The paper expands upon a 2008 Health Affairs article “Pronounced Gender And Age Differences Are Evident in Personal Healthcare Spending Per Person,” By Jonathan Cylus, Micah Hartman, Benjamin Washington, Kimberly Andrews and Aaron Catlin, to include spending by gender as well as by age.
The five authors involved in the analysis are affiliated with CMS' Office of the Actuary in Baltimore. Cylus, previously affiliated with CMS, is currently a research fellow at the World Health Organization’s European Observatory on Health Systems and Policies in London.
The authors divided personal healthcare spending by gender into three age groups: children (0-18), working-age adults (19-64) and the elderly (65 and older). They used several sources and methods to estimate the proportion of spending by gender and age group and applied those estimates to the historical data in the National Health Expenditure Accounts.
According to the analysis:
- Women spent approximately $1,448 more per person than men ($5,989 versus $4,541).
- Hospital spending showed the smallest gender difference – women spent about 18 percent more than men. The greatest imbalance was in nursing home care, where women spent almost twice as much as men.
- The one instance in which healthcare spending was greater for men than for women was in“other public payers,” a difference largely attributable to male enrollment in the Department of Defense and the Department of Veterans Affairs healthcare programs.
- For children, per capita spending for boys was $2,736 – 4 percent higher than the spending of $2,620 for girls.
- Among the elderly, 61 percent of all healthcare spending was for women. Out-of-pocket per capita spending was 50 percent higher for women than for men – and 39 percent of women’s spending in this category went to nursing home care, compared to 27 percent for men.
- According to the Census Bureau’s Group Quarters Population data, almost three-fourths of those over 65 who live in skilled nursing facilities are female. Elderly women also spent more per capita on retail prescription drugs ($1,703 versus $1,364 for men).
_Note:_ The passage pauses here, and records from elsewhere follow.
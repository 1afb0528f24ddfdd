// Licensed to the Apache Software Foundation (ASF) under one
// or more contributor license agreements.  See the NOTICE file
// distributed with this work for additional information
// regarding copyright ownership.  The ASF licenses this file
// to you under the Apache License, Version 2.0 (the
// "License"); you may not use this file except in compliance
// with the License.  You may obtain a copy of the License at
//
//   http://www.apache.org/licenses/LICENSE-2.0
//
// Unless required by applicable law or agreed to in writing,
// software distributed under the License is distributed on an
// "AS IS" BASIS, WITHOUT WARRANTIES OR CONDITIONS OF ANY
// KIND, either express or implied.  See the License for the
// specific language governing permissions and limitations
// under the License.
use arrow::array::ArrayRef;
use arrow::datatypes::DataType;

use super::{AggFunction, AggInputView, AggSpec, AggStateArena, AggStatePtr};

#[derive(Clone, Copy, Debug, PartialEq, Eq)]
pub(in crate::exec::expr::agg) enum AggKind {
    Count,
    SumInt,
    SumFloat,
    MinInt,
    MaxInt,
    MinFloat,
    MaxFloat,
    Avg,
}

mod avg;
mod count;
mod min_max;
mod sum;

use avg::AvgAgg;
use count::CountAgg;
use min_max::MinMaxAgg;
use sum::SumAgg;

pub(super) trait AggregateFunction {
    fn build_spec_from_type(
        &self,
        func: &AggFunction,
        input_type: Option<&DataType>,
    ) -> Result<AggSpec, String>;

    /// (size, align) of one state blob.
    fn state_layout_for(&self, kind: &AggKind) -> (usize, usize);

    fn build_input_view<'a>(
        &self,
        spec: &AggSpec,
        array: &'a Option<ArrayRef>,
    ) -> Result<AggInputView<'a>, String>;

    fn build_merge_view<'a>(
        &self,
        spec: &AggSpec,
        array: &'a Option<ArrayRef>,
    ) -> Result<AggInputView<'a>, String>;

    fn init_state(
        &self,
        spec: &AggSpec,
        arena: &mut AggStateArena,
        at: AggStatePtr,
    ) -> Result<(), String>;

    /// Fixed-size states own nothing outside the arena.
    fn drop_state(&self, _spec: &AggSpec, _arena: &mut AggStateArena, _at: AggStatePtr) {}

    fn update_batch(
        &self,
        spec: &AggSpec,
        arena: &mut AggStateArena,
        offset: usize,
        state_ptrs: &[AggStatePtr],
        input: &AggInputView,
    ) -> Result<(), String>;

    fn merge_batch(
        &self,
        spec: &AggSpec,
        arena: &mut AggStateArena,
        offset: usize,
        state_ptrs: &[AggStatePtr],
        input: &AggInputView,
    ) -> Result<(), String>;

    fn build_array(
        &self,
        spec: &AggSpec,
        arena: &AggStateArena,
        offset: usize,
        group_states: &[AggStatePtr],
        output_intermediate: bool,
    ) -> Result<ArrayRef, String>;
}

static COUNT: CountAgg = CountAgg;
static SUM: SumAgg = SumAgg;
static MIN: MinMaxAgg = MinMaxAgg { is_max: false };
static MAX: MinMaxAgg = MinMaxAgg { is_max: true };
static AVG: AvgAgg = AvgAgg;

fn resolve_by_func(func: &AggFunction) -> Result<&'static dyn AggregateFunction, String> {
    match func.name.to_ascii_lowercase().as_str() {
        "count" => Ok(&COUNT),
        "sum" => Ok(&SUM),
        "min" => Ok(&MIN),
        "max" => Ok(&MAX),
        "avg" => Ok(&AVG),
        other => Err(format!("unsupported agg function: {}", other)),
    }
}

fn resolve_by_kind(kind: &AggKind) -> &'static dyn AggregateFunction {
    match kind {
        AggKind::Count => &COUNT,
        AggKind::SumInt | AggKind::SumFloat => &SUM,
        AggKind::MinInt | AggKind::MinFloat => &MIN,
        AggKind::MaxInt | AggKind::MaxFloat => &MAX,
        AggKind::Avg => &AVG,
    }
}

pub(super) fn build_spec_from_type(
    func: &AggFunction,
    input_type: Option<&DataType>,
) -> Result<AggSpec, String> {
    resolve_by_func(func)?.build_spec_from_type(func, input_type)
}

pub(super) fn state_layout_for_kind(kind: &AggKind) -> (usize, usize) {
    resolve_by_kind(kind).state_layout_for(kind)
}

pub(super) fn build_input_view<'a>(
    spec: &AggSpec,
    array: &'a Option<ArrayRef>,
) -> Result<AggInputView<'a>, String> {
    resolve_by_kind(&spec.kind).build_input_view(spec, array)
}

pub(super) fn build_merge_view<'a>(
    spec: &AggSpec,
    array: &'a Option<ArrayRef>,
) -> Result<AggInputView<'a>, String> {
    resolve_by_kind(&spec.kind).build_merge_view(spec, array)
}

pub(super) fn init_state(
    spec: &AggSpec,
    arena: &mut AggStateArena,
    at: AggStatePtr,
) -> Result<(), String> {
    resolve_by_kind(&spec.kind).init_state(spec, arena, at)
}

pub(super) fn drop_state(spec: &AggSpec, arena: &mut AggStateArena, at: AggStatePtr) {
    resolve_by_kind(&spec.kind).drop_state(spec, arena, at)
}

pub(super) fn update_batch(
    spec: &AggSpec,
    arena: &mut AggStateArena,
    offset: usize,
    state_ptrs: &[AggStatePtr],
    input: &AggInputView,
) -> Result<(), String> {
    resolve_by_kind(&spec.kind).update_batch(spec, arena, offset, state_ptrs, input)
}

pub(super) fn merge_batch(
    spec: &AggSpec,
    arena: &mut AggStateArena,
    offset: usize,
    state_ptrs: &[AggStatePtr],
    input: &AggInputView,
) -> Result<(), String> {
    resolve_by_kind(&spec.kind).merge_batch(spec, arena, offset, state_ptrs, input)
}

pub(super) fn build_array(
    spec: &AggSpec,
    arena: &AggStateArena,
    offset: usize,
    group_states: &[AggStatePtr],
    output_intermediate: bool,
) -> Result<ArrayRef, String> {
    resolve_by_kind(&spec.kind).build_array(spec, arena, offset, group_states, output_intermediate)
}

/// Shared input-length check for the per-function batch loops.
pub(super) fn check_rows(name: &str, rows: usize, states: usize) -> Result<(), String> {
    if rows != states {
        return Err(format!(
            "{} input rows {} do not match state pointers {}",
            name, rows, states
        ));
    }
    Ok(())
}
“The estimates presented in this paper can shed light on some of the variation in healthcare spending by gender and age and can contribute to a greater understanding of overall health patterns in the United States,” the analysis concluded. “It is our hope that the work described here will help give researchers, policy makers and others a baseline set of estimates and a more comprehensive understanding of how gender and age influence health spending, so that the future effects of healthcare reform can be adequately evaluated.”